Records to use: Begin

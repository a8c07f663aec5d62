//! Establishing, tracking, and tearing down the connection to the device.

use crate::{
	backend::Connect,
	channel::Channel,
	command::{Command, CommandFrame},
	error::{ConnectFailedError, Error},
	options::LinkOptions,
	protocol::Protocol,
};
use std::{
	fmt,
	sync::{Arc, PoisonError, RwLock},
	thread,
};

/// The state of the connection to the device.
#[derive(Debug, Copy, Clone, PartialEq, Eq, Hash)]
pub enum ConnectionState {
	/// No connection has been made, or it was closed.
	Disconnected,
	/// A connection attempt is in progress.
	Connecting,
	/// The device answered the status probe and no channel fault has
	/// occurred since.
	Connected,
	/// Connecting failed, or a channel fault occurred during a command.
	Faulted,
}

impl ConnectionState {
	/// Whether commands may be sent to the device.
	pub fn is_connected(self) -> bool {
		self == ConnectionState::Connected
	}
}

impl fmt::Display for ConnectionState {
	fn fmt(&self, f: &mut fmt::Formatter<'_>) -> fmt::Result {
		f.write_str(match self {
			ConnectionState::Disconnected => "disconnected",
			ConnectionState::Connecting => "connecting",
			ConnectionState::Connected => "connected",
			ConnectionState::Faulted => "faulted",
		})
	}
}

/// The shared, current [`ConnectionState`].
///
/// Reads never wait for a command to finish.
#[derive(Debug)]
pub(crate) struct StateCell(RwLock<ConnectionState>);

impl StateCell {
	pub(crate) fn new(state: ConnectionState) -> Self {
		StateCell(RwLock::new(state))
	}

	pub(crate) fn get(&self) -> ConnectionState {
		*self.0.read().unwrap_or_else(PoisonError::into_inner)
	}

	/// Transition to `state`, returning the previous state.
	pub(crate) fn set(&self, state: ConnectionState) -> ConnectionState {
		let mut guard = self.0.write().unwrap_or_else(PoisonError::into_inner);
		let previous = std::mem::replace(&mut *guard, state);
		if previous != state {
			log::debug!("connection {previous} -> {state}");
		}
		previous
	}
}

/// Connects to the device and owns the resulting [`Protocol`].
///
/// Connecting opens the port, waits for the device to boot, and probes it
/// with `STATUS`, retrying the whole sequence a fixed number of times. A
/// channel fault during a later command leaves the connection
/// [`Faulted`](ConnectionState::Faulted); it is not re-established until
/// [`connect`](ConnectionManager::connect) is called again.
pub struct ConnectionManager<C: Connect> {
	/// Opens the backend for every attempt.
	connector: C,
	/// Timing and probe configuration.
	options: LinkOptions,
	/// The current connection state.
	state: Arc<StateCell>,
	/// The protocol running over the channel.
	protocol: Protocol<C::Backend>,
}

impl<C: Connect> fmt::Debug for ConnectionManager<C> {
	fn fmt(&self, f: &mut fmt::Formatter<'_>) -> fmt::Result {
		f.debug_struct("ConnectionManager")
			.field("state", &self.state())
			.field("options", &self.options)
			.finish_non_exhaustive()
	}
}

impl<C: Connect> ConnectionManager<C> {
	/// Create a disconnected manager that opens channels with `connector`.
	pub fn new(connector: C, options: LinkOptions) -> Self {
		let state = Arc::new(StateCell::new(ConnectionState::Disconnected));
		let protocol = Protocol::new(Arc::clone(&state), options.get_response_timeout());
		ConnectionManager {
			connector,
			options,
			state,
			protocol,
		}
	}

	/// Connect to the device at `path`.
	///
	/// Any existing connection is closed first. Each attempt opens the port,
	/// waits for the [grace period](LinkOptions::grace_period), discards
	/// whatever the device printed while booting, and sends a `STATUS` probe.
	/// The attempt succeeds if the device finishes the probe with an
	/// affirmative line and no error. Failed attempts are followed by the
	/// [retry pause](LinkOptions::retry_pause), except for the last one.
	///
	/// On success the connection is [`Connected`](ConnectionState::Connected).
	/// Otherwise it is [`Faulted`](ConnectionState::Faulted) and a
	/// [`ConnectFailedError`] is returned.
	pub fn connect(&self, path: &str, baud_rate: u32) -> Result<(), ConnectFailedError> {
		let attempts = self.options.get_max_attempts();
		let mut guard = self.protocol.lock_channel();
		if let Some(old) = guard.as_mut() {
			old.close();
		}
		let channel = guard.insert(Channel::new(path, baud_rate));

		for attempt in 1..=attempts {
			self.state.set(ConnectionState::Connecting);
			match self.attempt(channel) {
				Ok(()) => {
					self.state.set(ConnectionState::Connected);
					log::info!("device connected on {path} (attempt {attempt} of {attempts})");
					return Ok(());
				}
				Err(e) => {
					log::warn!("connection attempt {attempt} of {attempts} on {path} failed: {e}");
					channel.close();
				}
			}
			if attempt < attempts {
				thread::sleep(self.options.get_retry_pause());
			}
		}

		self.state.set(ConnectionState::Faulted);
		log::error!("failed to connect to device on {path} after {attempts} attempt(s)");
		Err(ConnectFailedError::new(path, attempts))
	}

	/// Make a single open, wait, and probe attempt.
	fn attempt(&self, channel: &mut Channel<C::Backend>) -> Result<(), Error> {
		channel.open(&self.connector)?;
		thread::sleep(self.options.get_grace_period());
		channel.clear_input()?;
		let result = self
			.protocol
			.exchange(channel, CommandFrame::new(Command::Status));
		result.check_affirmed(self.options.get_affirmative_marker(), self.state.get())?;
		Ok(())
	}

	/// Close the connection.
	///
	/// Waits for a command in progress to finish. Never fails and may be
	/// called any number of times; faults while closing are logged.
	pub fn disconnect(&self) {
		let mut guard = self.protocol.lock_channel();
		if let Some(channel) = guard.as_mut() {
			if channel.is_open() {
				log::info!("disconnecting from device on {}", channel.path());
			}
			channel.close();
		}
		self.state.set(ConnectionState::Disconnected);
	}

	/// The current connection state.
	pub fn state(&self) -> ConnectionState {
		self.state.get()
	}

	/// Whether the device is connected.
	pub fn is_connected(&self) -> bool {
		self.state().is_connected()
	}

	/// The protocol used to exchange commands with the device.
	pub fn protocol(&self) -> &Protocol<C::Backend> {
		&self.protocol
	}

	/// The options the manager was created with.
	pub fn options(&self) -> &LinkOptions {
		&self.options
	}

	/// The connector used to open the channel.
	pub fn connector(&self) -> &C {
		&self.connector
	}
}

Records to use: End

**Task prompt**
Looking at the entries above, state how many lines contain "used"; give the number alone.

**Task solution**
2